Statistically motorways in the UK are much safer than other types of roads. Motorways do actually create their own unique challenges which we discuss with some safe driving tips in this article.

Rural and Urban Motorways

There is no such thing as a standard motorway section; the driving challenge will vary according to the motorway section you use.

The challenge of rural motorways is the monotony; they feature fast moving lower levels of traffic where keeping attentive when you feel bored is the recipe for success.

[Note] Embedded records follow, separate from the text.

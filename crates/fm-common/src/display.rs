//! Numeric display mode for dashboard values.

use serde::{Deserialize, Serialize};

/// How register and memory values are rendered on opcode and failure pages.
#[derive(Debug, Clone, Copy, PartialEq, Eq, Default, Serialize, Deserialize)]
#[serde(rename_all = "lowercase")]
pub enum DisplayMode {
    #[default]
    Dec,
    Bin,
    Hex,
}

impl DisplayMode {
    pub const ALL: [DisplayMode; 3] = [DisplayMode::Dec, DisplayMode::Bin, DisplayMode::Hex];

    pub fn as_str(&self) -> &'static str {
        match self {
            DisplayMode::Dec => "dec",
            DisplayMode::Bin => "bin",
            DisplayMode::Hex => "hex",
        }
    }
}

impl std::str::FromStr for DisplayMode {
    type Err = String;

    fn from_str(s: &str) -> Result<Self, Self::Err> {
        DisplayMode::ALL
            .into_iter()
            .find(|mode| mode.as_str() == s)
            .ok_or_else(|| format!("unknown display mode: {}", s))
    }
}

impl std::fmt::Display for DisplayMode {
    fn fmt(&self, f: &mut std::fmt::Formatter<'_>) -> std::fmt::Result {
        f.write_str(self.as_str())
    }
}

Urban motorways are anything but boring, there are higher traffic levels and constant vigilance is needed, care needs to be taken for cars undertaking, lane hopping and other motorway infractions.

Lane Discipline

Lane discipline is really important on motorways in this section we discuss the hard shoulder and the three lanes of the standard UK motorway.

Hard shoulder

The hard shoulder is to the left of the left hand lane and should normally only be used for emergency stops (e.g. vehicle breakdown or other emergency situation).

There may be occasions where signs indicate the hard shoulder can be used, e.g. following an accident or to keep traffic moving in rush hour conditions.

Left hand lane

The left hand lane is the usual lane for driving as its left hand side of the road driving in the UK! The left hand lane is ideal for speed restricted or slow moving vehicles and MUST NOT be used for undertaking from the middle/right lanes.

Middle lane

The middle lane is used by many drivers as a normal riving lane but really it’s an overtaking lane. The left hand lane is for the lane to use for normal driving. When overtaking drivers should use the middle or right hand lane and then return to the left hand lane as soon as it is safe to do so.

Right hand lane

The right hand lane in normal use is only for overtaking of vehicles in the left and middle lanes. In the case of accidents signs may indicate to use the right hand lane.

Joining a Motorway

Typically cars approach the motorway from the left through an acceleration lane and by the time of joining the motorway will be at a similar speed. Always practice care when joining a motorway, use mirrors and signals, be patient and wait for a gap. Most left hand lane drivers will either move to middle lane or slow down to allow you a gap to enter the motorway.

Leaving a Motorway

At the one mile sign from your exit of choice prepare to leave the motorway. Ensure you are in the left hand lane by about half a mile out and prepare to decelerate from about 300 yards. Drivers should be slowing down a little on the motorway but the main area for deceleration is the deceleration lane directly off the motorway. Always try to avoid unnecessary slowing down as this will affect vehicles behind as you exit the motorway, this can cause unnecessary braking especially with large lorries.

In the Event of a Motorway Breakdown

It’s not always possible but if you do have the misfortune of a breakdown try to stop as close to an emergency phone as possible. This will save you having to walk to a phone. Ensure the hazard lights are left on your vehicle; this is the very circumstance they were created for!

Motorway breakdowns are very hazardous, so it’s essential to leave the car and stand a reasonable distance away from the motorway; this is because stationary vehicles in the hard shoulder can accidentally get hit by moving traffic.

General Motorway Driving Safety Tips

As with any driving general safety rules apply, these can especially be the case with motorway travel due to the speed that traffic is flowing at.

NEVER be tempted to reprogram a Satnav whilst driving, if you have a passenger next to you let them do it, or stop at the next services and reprogram there (don’t use the hard shoulder).

It’s illegal to use a mobile phone with very good reason, it’s especially sensible not to use a mobile on the motorway due to the high speeds and careful attention that is required. It’s highly advisable to switch your mobile phone off when travelling longer distances.

We hope you’ve enjoyed our top tips for motorway driving, follow the above and your common sense and you will be well on the way to a safe motorway driving experience.